Magnet makeover

A new family of magnets may be a first step toward organic versions of the familiar metal objects, researchers say.

STICK TO IT. A researcher holds a conventional magnet that attracts the dark powder, a new metal-organic magnet, in the vial. R. Jain and K. Kabir/Univ. of Victoria

Fabricating metal magnets requires high temperatures, notes Robin G. Hicks, a chemist at the University of Victoria in British Columbia. With organic substitutes, it may be possible to mix up magnets in a room-temperature solution and easily mold them into films or other shapes that could find new uses, he says.

Hicks and his colleagues describe in the Jan. 18 Nature three metal-organic magnets. To create them, the researchers mixed a nickel-containing chemical into solutions of organic compounds. They then stirred each mixture for several hours at room temperature, exposing the mixtures to air only during the last half of the process.

After this two-stage chemical reaction, the researchers filtered out dark, powdery solids combining the organic materials with nickel and oxygen.
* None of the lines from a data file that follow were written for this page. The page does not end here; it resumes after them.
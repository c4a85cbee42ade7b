//! Encoding and decoding helpers between domain types and SQLite columns.
//!
//! Timestamps are stored as fixed-width RFC 3339 UTC text with millisecond
//! precision (`2024-05-01T09:30:00.000Z`), the same shape SQLite's
//! `strftime('%Y-%m-%dT%H:%M:%fZ')` produces, so string order is time order.
//! Money is stored as integer cents and sex as its one-letter code.

use std::cmp::Ordering;

use chrono::{DateTime, Datelike as _, SecondsFormat, Utc};
use rusqlite::types::{Type, Value};
use zoo_core::{animal::Sex, money::Money};

// ─── DateTime<Utc> ───────────────────────────────────────────────────────────

pub fn encode_dt(dt: DateTime<Utc>) -> String {
  dt.to_rfc3339_opts(SecondsFormat::Millis, true)
}

/// Where `dt` falls relative to years 0000..=9999, the span in which
/// [`encode_dt`] stays fixed-width and string order matches time order.
fn text_span(dt: DateTime<Utc>) -> Ordering {
  match dt.year() {
    ..0 => Ordering::Less,
    0..=9999 => Ordering::Equal,
    _ => Ordering::Greater,
  }
}

/// Encode the ends of a half-open `[from, until)` range for comparison
/// against stored timestamps.
///
/// A bound outside the fixed-width span either drops out (it excludes
/// nothing storable) or makes the range unsatisfiable, in which case this
/// returns `None`.
pub fn encode_range(
  from: Option<DateTime<Utc>>,
  until: Option<DateTime<Utc>>,
) -> Option<(Option<String>, Option<String>)> {
  let from = match from {
    Some(dt) => match text_span(dt) {
      Ordering::Less => None,
      Ordering::Equal => Some(encode_dt(dt)),
      Ordering::Greater => return None,
    },
    None => None,
  };
  let until = match until {
    Some(dt) => match text_span(dt) {
      Ordering::Less => return None,
      Ordering::Equal => Some(encode_dt(dt)),
      Ordering::Greater => None,
    },
    None => None,
  };
  Some((from, until))
}

// ─── Column values ───────────────────────────────────────────────────────────

pub fn text(s: &str) -> Value { Value::Text(s.to_owned()) }

pub fn opt_text(s: Option<&str>) -> Value {
  s.map_or(Value::Null, text)
}

pub fn int(i: impl Into<i64>) -> Value { Value::Integer(i.into()) }

pub fn opt_int<I: Into<i64>>(i: Option<I>) -> Value {
  i.map_or(Value::Null, |i| Value::Integer(i.into()))
}

pub fn money(m: Option<Money>) -> Value { opt_int(m.map(Money::cents)) }

pub fn sex(s: Sex) -> Value { text(s.code()) }

// ─── Row decoding ────────────────────────────────────────────────────────────

/// Wrap a domain decode failure as a rusqlite conversion error for column
/// `idx`, so it surfaces from `query_row`/`query_map` like any type mismatch.
pub fn column_err(
  idx: usize,
  err: impl std::error::Error + Send + Sync + 'static,
) -> rusqlite::Error {
  rusqlite::Error::FromSqlConversionFailure(idx, Type::Text, Box::new(err))
}

pub fn decode_sex(idx: usize, code: &str) -> rusqlite::Result<Sex> {
  code.parse().map_err(|e: zoo_core::Error| column_err(idx, e))
}

pub fn decode_dt_column(idx: usize, s: &str) -> rusqlite::Result<DateTime<Utc>> {
  DateTime::parse_from_rfc3339(s)
    .map(|dt| dt.with_timezone(&Utc))
    .map_err(|e| column_err(idx, e))
}
//! Declarative table definitions for the zoo store.
//!
//! Each table is described once as a [`TableDef`]; the DDL and every CRUD
//! statement the repository issues are rendered from that description. The
//! schema version lives in `PRAGMA user_version`.

use std::fmt::Write as _;

/// Version written to `PRAGMA user_version`. Any older non-zero version on
/// disk is upgraded by dropping and recreating every table.
pub const SCHEMA_VERSION: i32 = 1;

#[derive(Debug, Clone, Copy, PartialEq, Eq)]
pub enum OnDelete {
  /// Deleting the parent deletes the children.
  Cascade,
  /// Deleting the parent fails while children exist.
  Restrict,
}

impl OnDelete {
  fn sql(self) -> &'static str {
    match self {
      OnDelete::Cascade => "CASCADE",
      OnDelete::Restrict => "RESTRICT",
    }
  }
}

#[derive(Debug)]
pub struct Column {
  pub name:     &'static str,
  pub decl:     &'static str,
  /// `false` for columns filled by a `DEFAULT` and never written by inserts
  /// or updates.
  pub writable: bool,
}

impl Column {
  const fn new(name: &'static str, decl: &'static str) -> Self {
    Self { name, decl, writable: true }
  }

  const fn defaulted(name: &'static str, decl: &'static str) -> Self {
    Self { name, decl, writable: false }
  }
}

#[derive(Debug)]
pub struct ForeignKey {
  pub column:    &'static str,
  pub parent:    &'static str,
  pub parent_id: &'static str,
  pub on_delete: OnDelete,
}

#[derive(Debug)]
pub struct TableDef {
  pub name:         &'static str,
  /// `INTEGER PRIMARY KEY AUTOINCREMENT`; ids are never reused.
  pub id:           &'static str,
  pub columns:      &'static [Column],
  pub foreign_keys: &'static [ForeignKey],
  pub unique:       &'static [&'static [&'static str]],
  pub checks:       &'static [&'static str],
  /// `ORDER BY` for listings; `None` keeps storage order.
  pub order_by:     Option<&'static str>,
}

impl TableDef {
  pub fn writable_columns(&self) -> impl Iterator<Item = &'static str> + '_ {
    self.columns.iter().filter(|c| c.writable).map(|c| c.name)
  }

  pub fn create_sql(&self) -> String {
    let mut sql = format!(
      "CREATE TABLE IF NOT EXISTS {} (\n    {} INTEGER PRIMARY KEY AUTOINCREMENT",
      self.name, self.id
    );
    for col in self.columns {
      let _ = write!(sql, ",\n    {} {}", col.name, col.decl);
    }
    for fk in self.foreign_keys {
      let _ = write!(
        sql,
        ",\n    FOREIGN KEY ({}) REFERENCES {}({}) ON UPDATE CASCADE ON DELETE {}",
        fk.column,
        fk.parent,
        fk.parent_id,
        fk.on_delete.sql()
      );
    }
    for key in self.unique {
      let _ = write!(sql, ",\n    UNIQUE ({})", key.join(", "));
    }
    for check in self.checks {
      let _ = write!(sql, ",\n    CHECK ({check})");
    }
    sql.push_str("\n);\n");

    // Child-side indexes keep cascade and restrict checks off full scans.
    for fk in self.foreign_keys {
      let _ = writeln!(
        sql,
        "CREATE INDEX IF NOT EXISTS {table}_{col}_idx ON {table}({col});",
        table = self.name,
        col = fk.column,
      );
    }
    sql
  }

  pub fn drop_sql(&self) -> String { format!("DROP TABLE IF EXISTS {};", self.name) }

  /// `SELECT id, col, ... FROM table` — column 0 is always the id, followed by
  /// every column in declaration order.
  pub fn select_sql(&self) -> String {
    let cols: Vec<&str> = self.columns.iter().map(|c| c.name).collect();
    format!("SELECT {}, {} FROM {}", self.id, cols.join(", "), self.name)
  }

  pub fn get_sql(&self) -> String {
    format!("{} WHERE {} = ?1", self.select_sql(), self.id)
  }

  pub fn list_sql(&self) -> String {
    match self.order_by {
      Some(order) => format!("{} ORDER BY {order}", self.select_sql()),
      None => self.select_sql(),
    }
  }

  pub fn insert_sql(&self) -> String {
    let cols: Vec<&str> = self.writable_columns().collect();
    let params: Vec<String> = (1..=cols.len()).map(|i| format!("?{i}")).collect();
    format!(
      "INSERT INTO {} ({}) VALUES ({})",
      self.name,
      cols.join(", "),
      params.join(", ")
    )
  }

  /// Full-row update; the id binds after the writable columns.
  pub fn update_sql(&self) -> String {
    let sets: Vec<String> = self
      .writable_columns()
      .enumerate()
      .map(|(i, col)| format!("{col} = ?{}", i + 1))
      .collect();
    format!(
      "UPDATE {} SET {} WHERE {} = ?{}",
      self.name,
      sets.join(", "),
      self.id,
      sets.len() + 1
    )
  }

  pub fn delete_sql(&self) -> String {
    format!("DELETE FROM {} WHERE {} = ?1", self.name, self.id)
  }

  pub fn count_sql(&self) -> String { format!("SELECT COUNT(*) FROM {}", self.name) }
}

// ─── Tables ──────────────────────────────────────────────────────────────────

pub const COUNTRIES: TableDef = TableDef {
  name:         "countries",
  id:           "country_id",
  columns:      &[Column::new("name", "TEXT NOT NULL")],
  foreign_keys: &[],
  unique:       &[&["name"]],
  checks:       &[],
  order_by:     None,
};

pub const CITIES: TableDef = TableDef {
  name:         "cities",
  id:           "city_id",
  columns:      &[
    Column::new("name", "TEXT NOT NULL"),
    Column::new("country_id", "INTEGER NOT NULL"),
  ],
  foreign_keys: &[ForeignKey {
    column:    "country_id",
    parent:    "countries",
    parent_id: "country_id",
    on_delete: OnDelete::Restrict,
  }],
  unique:       &[&["name", "country_id"]],
  checks:       &[],
  order_by:     Some("name"),
};

pub const ZOOS: TableDef = TableDef {
  name:         "zoos",
  id:           "zoo_id",
  columns:      &[
    Column::new("name", "TEXT NOT NULL"),
    Column::new("city_id", "INTEGER NOT NULL"),
    Column::new("area_m2", "INTEGER"),
    Column::new("annual_budget_cents", "INTEGER"),
  ],
  foreign_keys: &[ForeignKey {
    column:    "city_id",
    parent:    "cities",
    parent_id: "city_id",
    on_delete: OnDelete::Restrict,
  }],
  unique:       &[],
  checks:       &[],
  order_by:     None,
};

pub const SPECIES: TableDef = TableDef {
  name:         "species",
  id:           "species_id",
  columns:      &[
    Column::new("common_name", "TEXT NOT NULL"),
    Column::new("scientific_name", "TEXT NOT NULL"),
    Column::new("family", "TEXT"),
    Column::new("endangered", "INTEGER NOT NULL DEFAULT 0"),
  ],
  foreign_keys: &[],
  unique:       &[&["scientific_name"]],
  checks:       &["endangered IN (0, 1)"],
  order_by:     None,
};

pub const PROFILES: TableDef = TableDef {
  name:         "profiles",
  id:           "profile_id",
  columns:      &[Column::new("name", "TEXT NOT NULL")],
  foreign_keys: &[],
  unique:       &[&["name"]],
  checks:       &[],
  order_by:     Some("profile_id"),
};

pub const ANIMALS: TableDef = TableDef {
  name:         "animals",
  id:           "animal_id",
  columns:      &[
    Column::new("zoo_id", "INTEGER NOT NULL"),
    Column::new("species_id", "INTEGER NOT NULL"),
    Column::new("sex", "TEXT NOT NULL"),
    Column::new("birth_year", "INTEGER"),
    Column::new("country_of_origin", "TEXT"),
    Column::new("continent", "TEXT"),
  ],
  foreign_keys: &[
    ForeignKey {
      column:    "zoo_id",
      parent:    "zoos",
      parent_id: "zoo_id",
      on_delete: OnDelete::Cascade,
    },
    ForeignKey {
      column:    "species_id",
      parent:    "species",
      parent_id: "species_id",
      on_delete: OnDelete::Restrict,
    },
  ],
  unique:       &[],
  checks:       &["sex IN ('M', 'F')"],
  order_by:     None,
};

pub const USERS: TableDef = TableDef {
  name:         "users",
  id:           "user_id",
  columns:      &[
    Column::new("username", "TEXT NOT NULL"),
    Column::new("email", "TEXT NOT NULL"),
    // argon2id PHC string.
    Column::new("password_hash", "TEXT NOT NULL"),
    Column::new("profile_id", "INTEGER NOT NULL"),
    // Same fixed-width shape as `encode::encode_dt`.
    Column::defaulted(
      "registered_at",
      "TEXT NOT NULL DEFAULT (strftime('%Y-%m-%dT%H:%M:%fZ', 'now'))",
    ),
  ],
  foreign_keys: &[ForeignKey {
    column:    "profile_id",
    parent:    "profiles",
    parent_id: "profile_id",
    on_delete: OnDelete::Restrict,
  }],
  unique:       &[&["username"], &["email"]],
  checks:       &[],
  order_by:     None,
};

/// Every table in dependency order: parents before children. Drops walk this
/// list in reverse.
pub const TABLES: &[&TableDef] =
  &[&COUNTRIES, &CITIES, &ZOOS, &SPECIES, &PROFILES, &ANIMALS, &USERS];

// ─── Seed data ───────────────────────────────────────────────────────────────

pub const DEFAULT_ADMIN_USERNAME: &str = "admin";
pub const DEFAULT_ADMIN_EMAIL: &str = "admin@example.com";
pub const DEFAULT_ADMIN_PASSWORD: &str = "admin";

/// Profiles seeded on creation. Self-registration assigns `user`.
pub const SEED_PROFILES: &str = "
INSERT OR IGNORE INTO profiles (profile_id, name) VALUES (1, 'admin'), (2, 'user');
";

/// Seeds the administrator account: `?1` username, `?2` email, `?3` hash.
pub const SEED_ADMIN: &str = "
INSERT OR IGNORE INTO users (username, email, password_hash, profile_id)
VALUES (?1, ?2, ?3, 1)
";
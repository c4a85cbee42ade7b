//! `zoo` — administrative command line for the zoo records store.
//!
//! Reads `zoo.toml` (or the path given with `--config`), opens the SQLite
//! store, and runs one command against it.
//!
//! # Usage
//!
//! ```
//! zoo init
//! zoo login admin --password admin
//! zoo add country Colombia
//! zoo add city Bogotá --country 1
//! zoo add zoo Zoo1 --city 1 --area 5000 --budget 100000.50
//! zoo report --from 2024-01-01 --until 2024-12-31
//! ```

mod cli;
mod commands;
mod settings;

use anyhow::Context as _;
use clap::Parser;
use tracing::level_filters::LevelFilter;
use tracing_subscriber::EnvFilter;
use zoo_store_sqlite::SqliteStore;

use cli::Cli;
use settings::{Settings, expand_tilde};

#[tokio::main]
async fn main() -> anyhow::Result<()> {
  // Logs go to stderr; stdout carries the JSON results.
  tracing_subscriber::fmt()
    .with_writer(std::io::stderr)
    .with_env_filter(
      EnvFilter::builder()
        .with_default_directive(LevelFilter::INFO.into())
        .from_env_lossy(),
    )
    .init();

  let cli = Cli::parse();
  let settings = Settings::load(&cli.config)?;

  let database = expand_tilde(cli.database.as_ref().unwrap_or(&settings.database_path));
  let store = SqliteStore::open_with(&database, settings.hasher()?)
    .await
    .with_context(|| format!("failed to open store at {database:?}"))?;

  let version = store.schema_version().await?;
  tracing::info!(version, path = %database.display(), "store ready");

  let mut stdout = std::io::stdout().lock();
  commands::execute(&store, cli.command, &mut stdout).await
}
//! Core types and trait definitions for the zoo records store.
//!
//! This crate is deliberately free of database dependencies. Storage backends
//! implement [`store::ZooStore`]; consumers depend on the trait.

pub mod account;
pub mod animal;
pub mod error;
pub mod geo;
pub mod id;
pub mod money;
pub mod report;
pub mod species;
pub mod store;
pub mod zoo;

pub use error::{Error, Result};
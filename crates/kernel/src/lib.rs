pub mod board;
pub mod eval;
pub mod fen;
pub mod game;
pub mod movegen;
pub mod perft;
pub mod time_control;
pub mod types;

pub use board::*;
pub use eval::{GamePhase, PrevMove, evaluate, evaluate_move, piece_value};
pub use fen::{FenError, generate_fen, parse_fen};
pub use game::*;
pub use movegen::*;
pub use perft::perft;
pub use time_control::*;
pub use types::*;

/// Playing strength, selected per computer player. Affects which strategy
/// runs and which evaluation terms are enabled.
#[derive(Clone, Copy, Debug, PartialEq, Eq, PartialOrd, Ord)]
pub enum Difficulty {
    Easy,
    Medium,
    Hard,
}

impl Difficulty {
    /// Levels 1..=3; anything above clamps to the strongest.
    pub fn from_level(level: u8) -> Difficulty {
        match level {
            0 | 1 => Difficulty::Easy,
            2 => Difficulty::Medium,
            _ => Difficulty::Hard,
        }
    }

    pub fn level(self) -> u8 {
        match self {
            Difficulty::Easy => 1,
            Difficulty::Medium => 2,
            Difficulty::Hard => 3,
        }
    }
}

/// What a strategy hands back after deciding on a move.
#[derive(Debug, Clone)]
pub struct SearchResult {
    /// None only when the side to move has no legal moves.
    pub best_move: Option<Move>,
    /// Runner-up, for callers that want a second candidate if the first is
    /// rejected.
    pub alternative: Option<Move>,
    /// Score in centipawns from the mover's perspective.
    pub score: i32,
    /// Depth actually reached.
    pub depth: u8,
    pub nodes: u64,
    /// True if the clock cut the search short.
    pub stopped: bool,
}

impl SearchResult {
    pub fn no_moves() -> Self {
        Self {
            best_move: None,
            alternative: None,
            score: 0,
            depth: 0,
            nodes: 0,
            stopped: false,
        }
    }
}

/// Game state a strategy may consult beyond the position itself.
#[derive(Debug, Clone)]
pub struct SearchContext {
    pub limits: SearchLimits,
    /// The move most recently played in the game, by either side.
    pub prev: Option<PrevMove>,
    /// Hashes of every position reached so far, for repetition awareness.
    pub history: Vec<u64>,
}

impl SearchContext {
    pub fn new(limits: SearchLimits) -> Self {
        Self {
            limits,
            prev: None,
            history: Vec::new(),
        }
    }
}

/// A move-selection strategy. Implementations must leave the position
/// exactly as they found it; the game layer verifies this by hash.
pub trait Engine: Send {
    fn choose_move(&mut self, pos: &mut Position, ctx: &SearchContext) -> SearchResult;

    fn name(&self) -> &str;

    /// Reset internal state for a fresh game.
    fn new_game(&mut self) {}
}
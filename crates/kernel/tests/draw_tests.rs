//! Draw detection at the position level: fifty-move rule, insufficient
//! material, and the hashing that backs threefold repetition.

use chess_kernel::{Color, Position, legal_moves, parse_fen};

#[test]
fn stalemate_has_no_moves_and_no_check() {
    let pos = parse_fen("k7/2K5/1Q6/8/8/8/8/8 b - - 0 1").unwrap();
    assert!(legal_moves(&pos).is_empty());
    assert!(!pos.in_check(Color::Black));
}

#[test]
fn fifty_move_rule_boundary() {
    let at_limit = parse_fen("8/8/8/4k3/8/4K3/8/8 w - - 100 60").unwrap();
    assert!(at_limit.is_fifty_move_draw());

    let one_short = parse_fen("8/8/8/4k3/8/4K3/8/8 w - - 99 60").unwrap();
    assert!(!one_short.is_fifty_move_draw());
}

#[test]
fn insufficient_material_cases() {
    for fen in [
        "8/8/8/4k3/8/4K3/8/8 w - - 0 1",      // bare kings
        "8/8/8/4k3/8/4KB2/8/8 w - - 0 1",     // lone bishop
        "8/8/4n3/4k3/8/4K3/8/8 w - - 0 1",    // lone knight
        "5b2/8/8/4k3/8/4K3/8/2B5 w - - 0 1",  // same-shade bishops
    ] {
        let pos = parse_fen(fen).unwrap();
        assert!(pos.is_insufficient_material(), "{fen} cannot be won");
    }

    for fen in [
        "8/8/8/4k3/8/4K3/4P3/8 w - - 0 1",    // a pawn can promote
        "8/8/8/4k3/8/4K3/8/4R3 w - - 0 1",    // rook mates
        "2b5/8/8/4k3/8/4K3/8/2B5 w - - 0 1",  // opposite-shade bishops
        "8/8/8/4k3/8/4K3/3NN3/8 w - - 0 1",   // two knights
    ] {
        let pos = parse_fen(fen).unwrap();
        assert!(!pos.is_insufficient_material(), "{fen} is still a game");
    }
}

#[test]
fn hash_tracks_repetition_relevant_state() {
    assert_eq!(
        Position::startpos().position_hash(),
        parse_fen("rnbqkbnr/pppppppp/8/8/8/8/PPPPPPPP/RNBQKBNR w KQkq - 0 1")
            .unwrap()
            .position_hash()
    );

    let base = "r1bqkbnr/pppp1ppp/2n5/4p3/4P3/5N2/PPPP1PPP/RNBQKB1R w KQkq -";
    let a = parse_fen(&format!("{base} 2 3")).unwrap();
    let b = parse_fen(&format!("{base} 6 5")).unwrap();
    // Clocks differ, the board does not: repetition only cares about the
    // board, side, castling, and en passant.
    assert_eq!(a.position_hash(), b.position_hash());

    let white = parse_fen("rnbqkbnr/pppppppp/8/8/8/8/PPPPPPPP/RNBQKBNR w KQkq - 0 1").unwrap();
    let black = parse_fen("rnbqkbnr/pppppppp/8/8/8/8/PPPPPPPP/RNBQKBNR b KQkq - 0 1").unwrap();
    assert_ne!(white.position_hash(), black.position_hash());

    let rights = parse_fen("rnbqkbnr/pppppppp/8/8/8/8/PPPPPPPP/RNBQKBNR w Kq - 0 1").unwrap();
    assert_ne!(white.position_hash(), rights.position_hash());

    let ep = parse_fen("rnbqkbnr/pppppppp/8/8/4P3/8/PPPP1PPP/RNBQKBNR b KQkq e3 0 1").unwrap();
    let no_ep = parse_fen("rnbqkbnr/pppppppp/8/8/4P3/8/PPPP1PPP/RNBQKBNR b KQkq - 0 1").unwrap();
    assert_ne!(ep.position_hash(), no_ep.position_hash());
}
Team members held magnets to the sides of the flasks as a first test of success or failure. “It’s easy to tell if you’ve made a magnet,” says Hicks.

Further tests revealed that the organic substances remained magnetic at temperatures up to 200°C and suggested that they could be easily demagnetized, a valuable trait in some applications. The researchers are now determining the chemical structure of the molecules that they created.

This first group of organic magnets is not moldable, but the team expects that trait to be attainable. “Using organic chemistry to control the structure of the organic molecules in turn provides a handle for controlling the structure and the properties of the magnet you make,” Hicks says.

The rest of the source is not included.